В прихожей она остановилась, заперла дверь на засов, повернулась и стала подниматься по лестнице.
— Эй! Подожди! — окликнула я.
Она, не останавливаясь, вошла в спальню, где Эбби застилала кровать. На стуле висели мужские брюки, на комоде лежали принадлежностями для бритья, а рядом таз для умывания, наполненный грязной мыльной водой. На полу лежал раскрытый чемодан.
— Вылей воду, Лиззи, — проговорила старшая женщина, — а то помощи от тебя никакой.
Лиззи не двинулась с места.
— Вчера я слышала, как дядюшка Джон разговаривал с отцом.
— Подслушивала?
— Говорят, отец собирается изменить завещание.
— Это его дело.
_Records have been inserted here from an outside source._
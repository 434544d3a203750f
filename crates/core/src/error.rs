use thiserror::Error;

/// Errors surfaced by the solver core.
#[derive(Debug, Error)]
pub enum SolverError {
    /// Malformed caller input: bad card strings, out-of-range player
    /// indices, invalid table configuration.
    #[error("invalid input: {0}")]
    InvalidInput(String),

    /// A game-rule contract was broken: acting out of turn, acting after
    /// folding or termination, or an illegal raise amount.
    #[error("contract violation: {0}")]
    ContractViolation(String),

    /// I/O error reading or writing the infoset file.
    #[error("I/O error: {0}")]
    Io(#[from] std::io::Error),
}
Не твое.
Лиззи обогнула кровать и остановилась на другом конце комнаты, напротив Эбби.
— Ошибаешься, мое. Думаешь, мы с Эммой не знаем, что ты делаешь? Сначала уговорила отца разрешить твоей сестре пожить в доме на Четвертой улице, потом заставила передать дом тебе в собственность, а теперь дело дошло до нового завещания.
— Я ничего не знаю о завещании.
Лиззи подошла к окну и выглянула наружу, повернувшись к мачехе спиной.
— Значит, нет никакого нового завещания?
— Нет. Если бы твой отец его составил, непременно бы мне сообщил.
Лиззи кивнула, подошла к столу и взяла тазик с мыльной водой. Через несколько минут она вернулась с пустым тазом, и, не сказав мачехе ни слова, ушла в другую спальню.
Внизу снова хлопнула дверь. Я глянула в сторону комнаты Лиззи; похоже, ее запал остыл. Надо бы проверить, что творится внизу.
Бриджет все еще мыла окна в гостиной. Наверху раздались шаги, потом голоса. Бриджет приостановилась и бросила взгляд в сторону гостиной, будто голоса раздавались там.
— Помирились, — пробормотала она.
Подхватив ведро с грязной водой, она прошла к задней Двери. Во дворе выплеснула воду из ведра, смыв с земли следы рвоты, подошла к колонке и наполнила ведро.
— Сами качают воду? — поразилась я. — Как хорошо, что я родилась в двадцатом столетии.
— Еще через сто лет люди будут удивляться, что мы сами готовили еду, — пожал плечами Кристоф.
— Эти бы даже сейчас удивились, — кивнула я в сторону дома.
Мы вернулись обратно и услышали, как кто-то колотил в дверь. Бриджет бросилась открывать, потянула за ручку и чуть не упала от неожиданности, когда та не открылась. Подергав дверь изо всех сил, поворачивая ручку, служанка догадалась, в чем дело.
— Неужели заперта? — изумилась она, протягивая руку к засову. — В середине дня?
Стук стал громче. Бриджет все возилась с замком. Дверь неожиданно распахнулась, и бедняжка полетела на пол. С лестницы донесся смех.
— Ну, ты и шлепнулась! — раздался голос Лиззи. Эндрю вошел в дом, снял шляпу и протянул ее Бриджет.
Держа под мышкой белый сверток, он прошел в комнату и взял ключ с каминной полки. Лиззи, глядя на него, застегнула крючок на платье.
— Ты сегодня рано, отец.
Он пробормотал что-то насчет плохого самочувствия и прошел через кухню в прихожую, но не вышел во двор, а поднялся по боковой лестнице на второй этаж, к единственной двери в этом крыле дома. Отсюда еще одна лестница вела к выходу на чердак. Эндрю отпер дверь к себе в спальню, положил сверток на стол, запер за собой дверь и спустился вниз.
— Где Эбби? — спросил он у дочери, спустившись вниз.
— Узнала, что подруге нездоровится, и решила навестить ее.